Litecoin Founder Charlie Lee: ‘We’re Targeted Toward Payments’

Lately, the cryptocurrency craze has raised any number of questions, but probably the most pressing one for the payments business is whether any of these hundreds of tokens can ever succeed as an actual payment device. But while fluctuating trading values plague all of the digital currencies, one stands out as having been created specifically to buy things from merchants.

“We’re targeted toward payments,” Charlie Lee, the inventor of Litecoin, tells Digital Transactions News. In fact, Lee predicts 90% of online and brick-and-mortar merchants will be accepting cryptocurrency within 10 years, and Litecoin will be leading that charge. “A coin like Litecoin can do a better job at it,” he says.

Lee: “It’s not easy competing with credit cards and debit cards.”

The reason, he says, is that transactions on the Litecoin network are faster and cheaper in comparison to the number-one digital currency by market value, Bitcoin. For example, transactions on the Litecoin blockchain can be confirmed in two-and-a-half minutes, he says, compared with 10 minutes for Bitcoin.

As of Tuesday morning, the median transaction fee for consumers spending Litecoin was a nickel, compared to 12 cents for Bitcoin, according to Bitinfocharts.com. At nearly $126 per coin, Litecoin had a market value of just over $7 billion, ranking it fifth among the cryptos after Bitcoin, Ether, Ripple, and Bitcoin Cash.

Litecoin enthusiasts include Eric Brown, founder and chief executive of Aliant Payment Systems, a Fort Lauderdale, Fla.-based independent sales organization. Last month, Aliant added Litecoin to a crypto menu that includes Bitcoin and Ether. “It’s cheaper for consumers and faster to hit the blockchain,” says Brown, “The payments space, that’s where Litecoin comes in.”
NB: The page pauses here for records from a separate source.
//! # mic-capture-core
//!
//! Platform-agnostic microphone capture core library.
//!
//! Accumulates mono sample chunks from an audio input provider between
//! `start` and `stop`, then encodes the result as a self-contained 16-bit
//! PCM WAV file ready for upload. Platform backends (cpal, test doubles)
//! implement the `AudioInputProvider` trait and plug into `MicRecorder`.
//!
//! ## Architecture
//!
//! ```text
//! mic-capture-core (this crate)
//! ├── traits/       ← AudioInputProvider, CaptureSession, CaptureDelegate, ArtifactSink
//! ├── models/       ← CaptureError, CaptureState, CaptureConfiguration, Recording, EncodedArtifact
//! ├── processing/   ← ChunkLog, WAV/PCM16 encoding
//! └── session/      ← MicRecorder (single-use capture session)
//! ```

pub mod models;
pub mod processing;
pub mod session;
pub mod traits;

// Re-export key types at crate root for convenience.
pub use models::audio_models::{CaptureDiagnostics, InputDevice, RecordingPurpose};
pub use models::config::CaptureConfiguration;
pub use models::error::CaptureError;
pub use models::recording::{ArtifactMetadata, EncodedArtifact, Recording, SampleBuffer};
pub use models::state::CaptureState;
pub use processing::chunk_log::ChunkLog;
pub use processing::wav_format::{encode_wav_mono_pcm16, quantize_sample, WAV_HEADER_SIZE, WAV_MEDIA_TYPE};
pub use session::recorder::MicRecorder;
pub use traits::artifact_sink::ArtifactSink;
pub use traits::audio_input::{AudioInputProvider, ChunkCallback, StreamErrorCallback};
pub use traits::capture_delegate::CaptureDelegate;
pub use traits::capture_session::CaptureSession;
use crate::models::audio_models::CaptureDiagnostics;
use crate::models::error::CaptureError;
use crate::models::recording::Recording;
use crate::models::state::CaptureState;

/// Main capture session interface.
///
/// Transitions: idle → active → closed.
pub trait CaptureSession: Send {
    /// Current session state.
    fn state(&self) -> CaptureState;

    /// Chunk counters for the current or last capture.
    fn diagnostics(&self) -> CaptureDiagnostics;

    /// Start capture. Transitions: idle → active. No-op while active.
    fn start(&mut self) -> Result<(), CaptureError>;

    /// Stop capture, release the device and return what was recorded.
    /// Transitions: active → closed. Returns `None` when not active.
    fn stop(&mut self) -> Option<Recording>;
}
//! cpal microphone capture provider.
//!
//! Opens the default (or a named) input device at its native rate and
//! delivers mono f32 chunks via the `ChunkCallback`.

use std::sync::atomic::{AtomicBool, Ordering};
use std::sync::mpsc;
use std::sync::Arc;
use std::thread;
use std::time::Duration;

use cpal::traits::{DeviceTrait, StreamTrait};
use cpal::{Sample, SizedSample};
use parking_lot::Mutex;

use mic_capture_core::models::audio_models::InputDevice;
use mic_capture_core::models::config::CaptureConfiguration;
use mic_capture_core::models::error::CaptureError;
use mic_capture_core::traits::audio_input::{AudioInputProvider, ChunkCallback, StreamErrorCallback};

use crate::device_enumerator::DeviceEnumerator;

/// cpal microphone capture.
///
/// cpal streams are not `Send` on every platform, so the stream is built,
/// played and dropped on a dedicated capture thread. `request_stream`
/// returns once that thread reports the stream running (or failing).
pub struct CpalMicInput {
    device_name: Option<String>,
    buffer_size: Option<u32>,
    running: Arc<AtomicBool>,
    capture_handle: Mutex<Option<thread::JoinHandle<()>>>,
}

impl CpalMicInput {
    /// Create a capture for the system default microphone.
    pub fn default_device() -> Self {
        Self {
            device_name: None,
            buffer_size: None,
            running: Arc::new(AtomicBool::new(false)),
            capture_handle: Mutex::new(None),
        }
    }

    /// Create a capture for the device and chunk size in `config`.
    pub fn from_config(config: &CaptureConfiguration) -> Result<Self, CaptureError> {
        let mut input = Self::default_device();
        input.apply_configuration(config)?;
        Ok(input)
    }
}

impl AudioInputProvider for CpalMicInput {
    fn apply_configuration(&mut self, config: &CaptureConfiguration) -> Result<(), CaptureError> {
        config.validate().map_err(CaptureError::ConfigurationFailed)?;
        self.device_name = config.device_name.clone();
        self.buffer_size = Some(config.buffer_size);
        Ok(())
    }

    fn is_available(&self) -> bool {
        DeviceEnumerator::new()
            .find_capture_device(self.device_name.as_deref())
            .is_ok()
    }

    fn request_stream(
        &mut self,
        on_chunk: ChunkCallback,
        on_error: StreamErrorCallback,
    ) -> Result<u32, CaptureError> {
        if self.running.load(Ordering::SeqCst) {
            return Err(CaptureError::StreamFailed("mic capture already running".into()));
        }

        self.running.store(true, Ordering::SeqCst);
        let running = Arc::clone(&self.running);
        let device_name = self.device_name.clone();
        let buffer_size = self.buffer_size;
        let (ready_tx, ready_rx) = mpsc::sync_channel::<Result<u32, CaptureError>>(1);

        let spawned = thread::Builder::new()
            .name("cpal-mic-capture".into())
            .spawn(move || {
                let stream = match open_stream(
                    device_name.as_deref(),
                    buffer_size,
                    on_chunk,
                    on_error,
                ) {
                    Ok((stream, rate)) => {
                        let _ = ready_tx.send(Ok(rate));
                        stream
                    }
                    Err(e) => {
                        running.store(false, Ordering::SeqCst);
                        let _ = ready_tx.send(Err(e));
                        return;
                    }
                };

                while running.load(Ordering::SeqCst) {
                    thread::park_timeout(Duration::from_millis(100));
                }

                let _ = stream.pause();
                drop(stream);
                log::debug!("Mic stream closed");
            });

        let handle = match spawned {
            Ok(handle) => handle,
            Err(e) => {
                self.running.store(false, Ordering::SeqCst);
                return Err(CaptureError::StreamFailed(format!("failed to spawn mic thread: {}", e)));
            }
        };

        let ready = ready_rx
            .recv()
            .unwrap_or_else(|_| Err(CaptureError::StreamFailed("mic thread exited during setup".into())));

        match ready {
            Ok(rate) => {
                *self.capture_handle.lock() = Some(handle);
                Ok(rate)
            }
            Err(e) => {
                self.running.store(false, Ordering::SeqCst);
                let _ = handle.join();
                Err(e)
            }
        }
    }

    fn release(&mut self) -> Result<(), CaptureError> {
        self.running.store(false, Ordering::SeqCst);
        if let Some(handle) = self.capture_handle.lock().take() {
            handle.thread().unpark();
            handle
                .join()
                .map_err(|_| CaptureError::StreamFailed("mic thread panicked".into()))?;
        }
        Ok(())
    }

    fn device_info(&self) -> InputDevice {
        match self.device_name {
            Some(ref name) => InputDevice {
                id: name.clone(),
                name: name.clone(),
                is_default: false,
            },
            None => InputDevice {
                id: "default-mic".into(),
                name: DeviceEnumerator::new()
                    .default_capture_device_name()
                    .unwrap_or_else(|| "Default Microphone".into()),
                is_default: true,
            },
        }
    }
}

impl Drop for CpalMicInput {
    fn drop(&mut self) {
        if self.capture_handle.lock().is_some() {
            let _ = self.release();
        }
    }
}

/// Build and start an input stream on the calling thread.
///
/// Returns the running stream and the device's native sample rate.
fn open_stream(
    device_name: Option<&str>,
    buffer_size: Option<u32>,
    on_chunk: ChunkCallback,
    on_error: StreamErrorCallback,
) -> Result<(cpal::Stream, u32), CaptureError> {
    let device = DeviceEnumerator::new().find_capture_device(device_name)?;
    let supported = device
        .default_input_config()
        .map_err(|e| CaptureError::DeviceUnavailable(format!("no usable input config: {}", e)))?;

    let sample_rate = supported.sample_rate().0;
    let sample_format = supported.sample_format();
    let mut config = supported.config();
    if let Some(frames) = buffer_size {
        config.buffer_size = choose_buffer_size(supported.buffer_size(), frames);
    }

    log::info!(
        "Opening mic '{}': {} Hz, {} ch, {:?}, buffer {:?}",
        device.name().unwrap_or_else(|_| "unknown".into()),
        sample_rate,
        config.channels,
        sample_format,
        config.buffer_size
    );

    let stream = match sample_format {
        cpal::SampleFormat::F32 => build_mono_stream::<f32>(&device, &config, on_chunk, on_error)?,
        cpal::SampleFormat::I16 => build_mono_stream::<i16>(&device, &config, on_chunk, on_error)?,
        cpal::SampleFormat::U16 => build_mono_stream::<u16>(&device, &config, on_chunk, on_error)?,
        cpal::SampleFormat::I32 => build_mono_stream::<i32>(&device, &config, on_chunk, on_error)?,
        format => {
            return Err(CaptureError::ConfigurationFailed(format!(
                "unsupported sample format: {:?}",
                format
            )))
        }
    };

    stream
        .play()
        .map_err(|e| CaptureError::DeviceUnavailable(format!("failed to start stream: {}", e)))?;

    Ok((stream, sample_rate))
}

fn build_mono_stream<T>(
    device: &cpal::Device,
    config: &cpal::StreamConfig,
    on_chunk: ChunkCallback,
    on_error: StreamErrorCallback,
) -> Result<cpal::Stream, CaptureError>
where
    T: SizedSample + Send + 'static,
    f32: cpal::FromSample<T>,
{
    let channels = config.channels as usize;
    let err_fn = move |err: cpal::StreamError| on_error(map_stream_error(err));
    // Sized once per device period and reused for every callback.
    let mut mono: Vec<f32> = Vec::new();

    device
        .build_input_stream(
            config,
            move |data: &[T], _: &cpal::InputCallbackInfo| {
                fill_first_channel(data, channels, &mut mono);
                on_chunk(mono.as_slice());
            },
            err_fn,
            None,
        )
        .map_err(map_build_error)
}

fn map_build_error(err: cpal::BuildStreamError) -> CaptureError {
    match err {
        cpal::BuildStreamError::StreamConfigNotSupported | cpal::BuildStreamError::InvalidArgument => {
            CaptureError::ConfigurationFailed(err.to_string())
        }
        other => CaptureError::DeviceUnavailable(other.to_string()),
    }
}

fn map_stream_error(err: cpal::StreamError) -> CaptureError {
    match err {
        cpal::StreamError::DeviceNotAvailable => {
            CaptureError::DeviceUnavailable("input device disconnected".into())
        }
        other => CaptureError::StreamFailed(other.to_string()),
    }
}

/// Pick a fixed buffer size when the device supports it, else let the
/// backend decide.
fn choose_buffer_size(supported: &cpal::SupportedBufferSize, frames: u32) -> cpal::BufferSize {
    match supported {
        cpal::SupportedBufferSize::Range { min, max } if (*min..=*max).contains(&frames) => {
            cpal::BufferSize::Fixed(frames)
        }
        _ => cpal::BufferSize::Default,
    }
}

/// Overwrite `out` with the first channel of interleaved audio, as f32.
///
/// Keeps `out`'s allocation, so steady-state callbacks do not allocate.
fn fill_first_channel<T>(data: &[T], channels: usize, out: &mut Vec<f32>)
where
    T: Sample,
    f32: cpal::FromSample<T>,
{
    out.clear();
    out.extend(data.iter().step_by(channels.max(1)).map(|&s| s.to_sample::<f32>()));
}
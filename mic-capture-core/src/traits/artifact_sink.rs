use crate::models::error::CaptureError;
use crate::models::recording::EncodedArtifact;

/// Destination for finished recordings, typically an upload client.
///
/// Receives one immutable artifact per completed recording; transport
/// details stay on the implementor's side.
pub trait ArtifactSink: Send + Sync {
    fn deliver(&self, artifact: &EncodedArtifact) -> Result<(), CaptureError>;
}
But Litecoin has also had setbacks. Last week, a nascent company called LitePay, which had been set up to process Litecoin for merchant acceptance, suddenly shut down. The Litecoin Foundation, a Singapore-based non-profit which Lee heads and which had been helping to fund LitePay, posted a note about the startup’s failure and its alleged opacity regarding its operations, “Litecoin was doing perfectly fine before the promise of LitePay and will continue to do so,” the post promises.

For his part, Lee, a former engineer at Google and Coinbase who created Litecoin in 2011, entertains few illusions about the tough road ahead for his brainchild. “It’s not easy competing with credit cards and debit cards,” he says, even though cryptocurrency offers consumer advantages over plastic, including the ability to keep personal information private.
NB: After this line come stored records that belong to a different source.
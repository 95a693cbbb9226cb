//! WAV container encoding for mono 16-bit PCM.
//!
//! Produces a standard 44-byte RIFF header followed by little-endian
//! signed 16-bit samples. No resampling, no loudness normalization: the
//! rate passed in is the rate written.

/// Size of the standard WAV RIFF header in bytes.
pub const WAV_HEADER_SIZE: usize = 44;

/// Media type declared for encoded recordings.
pub const WAV_MEDIA_TYPE: &str = "audio/wav";

pub const PCM16_BIT_DEPTH: u16 = 16;
pub const MONO_CHANNELS: u16 = 1;

/// Most samples a PCM16 WAV can describe: the RIFF size field holds
/// `36 + 2 * samples` in 32 bits.
pub const MAX_PCM16_SAMPLES: usize = ((u32::MAX - 36) / 2) as usize;

/// Scale applied to negative samples (0x8000).
const NEGATIVE_SCALE: f64 = 32768.0;
/// Scale applied to non-negative samples (0x7FFF).
const POSITIVE_SCALE: f64 = 32767.0;

/// Generate a 44-byte WAV RIFF header.
///
/// Format: PCM (format code 1), little-endian.
///
/// Layout:
/// ```text
/// [0-3]    "RIFF"
/// [4-7]    file size - 8 (36 + data_size)
/// [8-11]   "WAVE"
/// [12-15]  "fmt "
/// [16-19]  16 (PCM format chunk size)
/// [20-21]  1 (PCM format code)
/// [22-23]  channels
/// [24-27]  sample_rate
/// [28-31]  byte_rate = sample_rate * channels * bit_depth / 8
/// [32-33]  block_align = channels * bit_depth / 8
/// [34-35]  bit_depth
/// [36-39]  "data"
/// [40-43]  data_size
/// ```
pub fn generate_wav_header(sample_rate: u32, bit_depth: u16, channels: u16, data_size: u32) -> [u8; WAV_HEADER_SIZE] {
    let block_align = channels * bit_depth / 8;
    let byte_rate = sample_rate.saturating_mul(block_align as u32);
    let chunk_size = data_size.saturating_add(36);

    let mut header = [0u8; WAV_HEADER_SIZE];

    // RIFF chunk descriptor
    header[0..4].copy_from_slice(b"RIFF");
    header[4..8].copy_from_slice(&chunk_size.to_le_bytes());
    header[8..12].copy_from_slice(b"WAVE");

    // fmt sub-chunk
    header[12..16].copy_from_slice(b"fmt ");
    header[16..20].copy_from_slice(&16u32.to_le_bytes()); // PCM format size
    header[20..22].copy_from_slice(&1u16.to_le_bytes()); // PCM format code
    header[22..24].copy_from_slice(&channels.to_le_bytes());
    header[24..28].copy_from_slice(&sample_rate.to_le_bytes());
    header[28..32].copy_from_slice(&byte_rate.to_le_bytes());
    header[32..34].copy_from_slice(&block_align.to_le_bytes());
    header[34..36].copy_from_slice(&bit_depth.to_le_bytes());

    // data sub-chunk
    header[36..40].copy_from_slice(b"data");
    header[40..44].copy_from_slice(&data_size.to_le_bytes());

    header
}

/// Convert one float sample to signed 16-bit PCM.
///
/// Clamps to [-1.0, 1.0], then scales negatives by 32768 and non-negatives
/// by 32767, truncating toward zero. NaN maps to 0.
pub fn quantize_sample(sample: f32) -> i16 {
    let s = f64::from(sample.clamp(-1.0, 1.0));
    if s < 0.0 {
        (s * NEGATIVE_SCALE) as i16
    } else {
        (s * POSITIVE_SCALE) as i16
    }
}

/// Encode mono float samples as a complete PCM16 WAV file.
///
/// Output length is `44 + 2 * samples.len()`. Zero samples yield a bare
/// header with a zero-length data chunk. Input beyond `MAX_PCM16_SAMPLES`
/// (about 6.8 hours at 48 kHz) is truncated so the header always matches
/// the payload.
pub fn encode_wav_mono_pcm16(samples: &[f32], sample_rate: u32) -> Vec<u8> {
    let samples = &samples[..encodable_len(samples.len())];
    let payload_len = samples.len() * 2;
    // Fits: encodable_len bounds it by MAX_PCM16_SAMPLES.
    let data_size = payload_len as u32;

    let mut out = Vec::with_capacity(WAV_HEADER_SIZE + payload_len);
    out.extend_from_slice(&generate_wav_header(
        sample_rate,
        PCM16_BIT_DEPTH,
        MONO_CHANNELS,
        data_size,
    ));
    for &sample in samples {
        out.extend_from_slice(&quantize_sample(sample).to_le_bytes());
    }
    out
}

/// Number of leading samples that fit in a single WAV file.
fn encodable_len(sample_count: usize) -> usize {
    if sample_count > MAX_PCM16_SAMPLES {
        log::warn!(
            "Truncating {} samples to the {} a WAV file can hold",
            sample_count,
            MAX_PCM16_SAMPLES
        );
        return MAX_PCM16_SAMPLES;
    }
    sample_count
}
While he maintains a majority of merchants will accept digital currencies by 2028, the first wave of acceptance will come from online retailers, he says. Already, major e-commerce sites like Overstock.com and Newegg have become well-known for their support of Bitcoin.

Brick-and-mortar will come later, Lee predicts, in part because many of the companies that make payment terminals remain unconvinced about crypto. “They’re not very friendly,” he says.

Last year, Lee says, he sold all of his Litecoin, arguing his holdings represented a “conflict of interest” because of the potential they had to influence the coin’s price. “I don’t invest in Litecoin right now,” he notes. “I want it to be independent of myself.”